Endurance exercise, compared to strength exercise training, leads only to a minor increase in muscle mass or strength in sarcopenic or frail patients, but is usually associated to a more pronounced improvement in aerobic exercise capacity (Frankel et al., 2006). Therefore, an endurance training program should be added to a RET program in a sarcopenic or frail patient to reinforce the functional short and long term beneficial effects of RET.

Exercise in Elderly Patients with Heart Failure and Reduced LV Ejection Fraction (HFREF)

Many studies have described the exercise training-induced adaptation of cardiovascular performance in HFREF (the more classic HF, that has been most widely studied in this respect).

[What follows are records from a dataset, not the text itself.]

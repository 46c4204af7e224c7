use async_trait::async_trait;
use chrono::{DateTime, Utc};
use sqlx::FromRow;

use super::retry::{is_unique_violation, with_retry};
use super::{Database, DedupStore};
use crate::feed::Item;
use crate::{Error, Result};

/// SQLite-backed registry of ingested items
#[derive(Clone)]
pub struct ItemRepository {
    db: Database,
}

#[derive(FromRow)]
struct ItemRow {
    external_id: String,
    published_at: Option<DateTime<Utc>>,
    title: String,
    description: String,
    preview_url: Option<String>,
    link: Option<String>,
    dispatched: i32,
}

impl From<ItemRow> for Item {
    fn from(row: ItemRow) -> Self {
        Item {
            external_id: row.external_id,
            title: row.title,
            description: row.description,
            preview_url: row.preview_url,
            link: row.link,
            published_at: row.published_at,
            dispatched: row.dispatched != 0,
        }
    }
}

impl ItemRepository {
    pub fn new(db: Database) -> Self {
        Self { db }
    }

    /// Find a single item by its feed identifier
    pub async fn find_by_external_id(&self, external_id: &str) -> Result<Option<Item>> {
        let row: Option<ItemRow> = sqlx::query_as(
            r#"
            SELECT external_id, published_at, title, description, preview_url, link, dispatched
            FROM items
            WHERE external_id = ?
            "#,
        )
        .bind(external_id)
        .fetch_optional(self.db.pool())
        .await?;

        Ok(row.map(Item::from))
    }

    /// Total number of stored items
    pub async fn count(&self) -> Result<i64> {
        let (count,): (i64,) = sqlx::query_as("SELECT COUNT(*) FROM items")
            .fetch_one(self.db.pool())
            .await?;
        Ok(count)
    }

    /// Channels that have accepted the given item
    pub async fn delivered_channels(&self, external_id: &str) -> Result<Vec<String>> {
        let rows: Vec<(String,)> = sqlx::query_as(
            "SELECT channel FROM deliveries WHERE external_id = ? ORDER BY channel",
        )
        .bind(external_id)
        .fetch_all(self.db.pool())
        .await?;

        Ok(rows.into_iter().map(|(channel,)| channel).collect())
    }
}

#[async_trait]
impl DedupStore for ItemRepository {
    async fn initialize(&self) -> Result<()> {
        self.db.initialize().await
    }

    async fn find_existing(&self, ids: &[String]) -> Result<Vec<Item>> {
        if ids.is_empty() {
            return Ok(Vec::new());
        }

        let placeholders: Vec<&str> = ids.iter().map(|_| "?").collect();
        let query = format!(
            "SELECT external_id, published_at, title, description, preview_url, link, dispatched \
             FROM items WHERE external_id IN ({})",
            placeholders.join(", ")
        );

        let rows: Vec<ItemRow> = with_retry(|| {
            let mut query_builder = sqlx::query_as::<_, ItemRow>(&query);
            for id in ids {
                query_builder = query_builder.bind(id);
            }
            query_builder.fetch_all(self.db.pool())
        })
        .await?;

        Ok(rows.into_iter().map(Item::from).collect())
    }

    async fn insert(&self, item: &Item) -> Result<i64> {
        let now = Utc::now();

        let result = with_retry(|| {
            sqlx::query(
                r#"
                INSERT INTO items
                (external_id, published_at, title, description, preview_url, link, dispatched, created_at)
                VALUES (?, ?, ?, ?, ?, ?, ?, ?)
                "#,
            )
            .bind(&item.external_id)
            .bind(item.published_at)
            .bind(&item.title)
            .bind(&item.description)
            .bind(&item.preview_url)
            .bind(&item.link)
            .bind(item.dispatched)
            .bind(now)
            .execute(self.db.pool())
        })
        .await;

        match result {
            Ok(done) => Ok(done.last_insert_rowid()),
            Err(e) if is_unique_violation(&e) => {
                Err(Error::DuplicateKey(item.external_id.clone()))
            }
            Err(e) => Err(e.into()),
        }
    }

    async fn mark_delivered(&self, external_id: &str, channel: &str) -> Result<()> {
        let now = Utc::now();

        with_retry(|| {
            sqlx::query(
                r#"
                INSERT OR IGNORE INTO deliveries (external_id, channel, delivered_at)
                VALUES (?, ?, ?)
                "#,
            )
            .bind(external_id)
            .bind(channel)
            .bind(now)
            .execute(self.db.pool())
        })
        .await?;

        Ok(())
    }

    async fn mark_dispatched(&self, external_id: &str) -> Result<()> {
        with_retry(|| {
            sqlx::query("UPDATE items SET dispatched = 1 WHERE external_id = ?")
                .bind(external_id)
                .execute(self.db.pool())
        })
        .await?;

        Ok(())
    }
}
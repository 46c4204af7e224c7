use std::collections::{BTreeSet, HashMap};
use std::sync::Mutex;

use async_trait::async_trait;

use super::DedupStore;
use crate::feed::Item;
use crate::{Error, Result};

/// In-process store for tests that run on a paused clock, where the SQLite
/// worker thread would race the auto-advancing timers.
#[derive(Default)]
pub struct MemoryStore {
    items: Mutex<HashMap<String, Item>>,
    deliveries: Mutex<BTreeSet<(String, String)>>,
}

impl MemoryStore {
    pub fn count(&self) -> usize {
        self.items.lock().unwrap().len()
    }

    pub fn get(&self, external_id: &str) -> Option<Item> {
        self.items.lock().unwrap().get(external_id).cloned()
    }

    pub fn delivered_channels(&self, external_id: &str) -> Vec<String> {
        self.deliveries
            .lock()
            .unwrap()
            .iter()
            .filter(|(id, _)| id == external_id)
            .map(|(_, channel)| channel.clone())
            .collect()
    }
}

#[async_trait]
impl DedupStore for MemoryStore {
    async fn initialize(&self) -> Result<()> {
        Ok(())
    }

    async fn find_existing(&self, ids: &[String]) -> Result<Vec<Item>> {
        let items = self.items.lock().unwrap();
        Ok(ids.iter().filter_map(|id| items.get(id).cloned()).collect())
    }

    async fn insert(&self, item: &Item) -> Result<i64> {
        let mut items = self.items.lock().unwrap();
        if items.contains_key(&item.external_id) {
            return Err(Error::DuplicateKey(item.external_id.clone()));
        }
        items.insert(item.external_id.clone(), item.clone());
        Ok(items.len() as i64)
    }

    async fn mark_delivered(&self, external_id: &str, channel: &str) -> Result<()> {
        self.deliveries
            .lock()
            .unwrap()
            .insert((external_id.to_string(), channel.to_string()));
        Ok(())
    }

    async fn mark_dispatched(&self, external_id: &str) -> Result<()> {
        if let Some(item) = self.items.lock().unwrap().get_mut(external_id) {
            item.dispatched = true;
        }
        Ok(())
    }
}
pub mod channels;
pub mod config;
pub mod error;
pub mod feed;
pub mod pipeline;
pub mod scheduler;
pub mod storage;

pub use config::AppConfig;
pub use error::{Error, Result};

In HFREF patients, favorable changes in exercise capacity with aerobic exercise training have been observed in elderly patients. This is particularly important since, in subjects with heart failure, exercise capacity (Fleg et al., 2000), such as natriuretic peptides (Savarese et al., 2013) is an independent predictor of long-term survival, although the mechanisms involved in the exercise-induced reduction in mortality are unclear and probably multifactorial. The mechanisms underlying the favorable effects of aerobic exercise on cardiovascular capacity may consist in a combination of central mechanisms, such as an increased CO and favorable left ventricular remodeling and modulation of sympathetic nervous system overactivity by restoring Beta-adrenergic receptor signaling (Rengo et al., 2012a,b,c, 2014; Femminella et al., 2013; Salazar et al., 2013) and of peripheral mechanisms, such as an increase in skeletal muscle perfusion, oxygen extraction and utilization, favorable phenotypic changes in skeletal muscle cell and reduced ergoreflexes. Although the majority of the patient population included into these studies were elderly patient. they cannot be easily transposed to the real life, very elderly population with HFREF.

Severe exercise intolerance or fatigue, and dyspnea on exertion are the major symptomatic hallmark of HF. The most reliable and widely adopted method for objectively evaluate exercise intolerance in these patients is the measurement of peak O2 consumption (peak VO2) and other parameters obtained at a maximal cardiopulmonary exercise test. Several studies performed in HFREF patients (independently from age) have shown that endurance training induces a significant increase in peak VO2 of about 20–25%, which is correlated to survival and is one of the main prognostic indicators in HFREF (Pina et al., 2003). Peak VO2 may be calculated by the Fick formula to be the product of CO × A-VO2 Difference, while CO is the product of HR and stroke volume. Thus, each of these components may influence the exercise training induced increase in peak VO2.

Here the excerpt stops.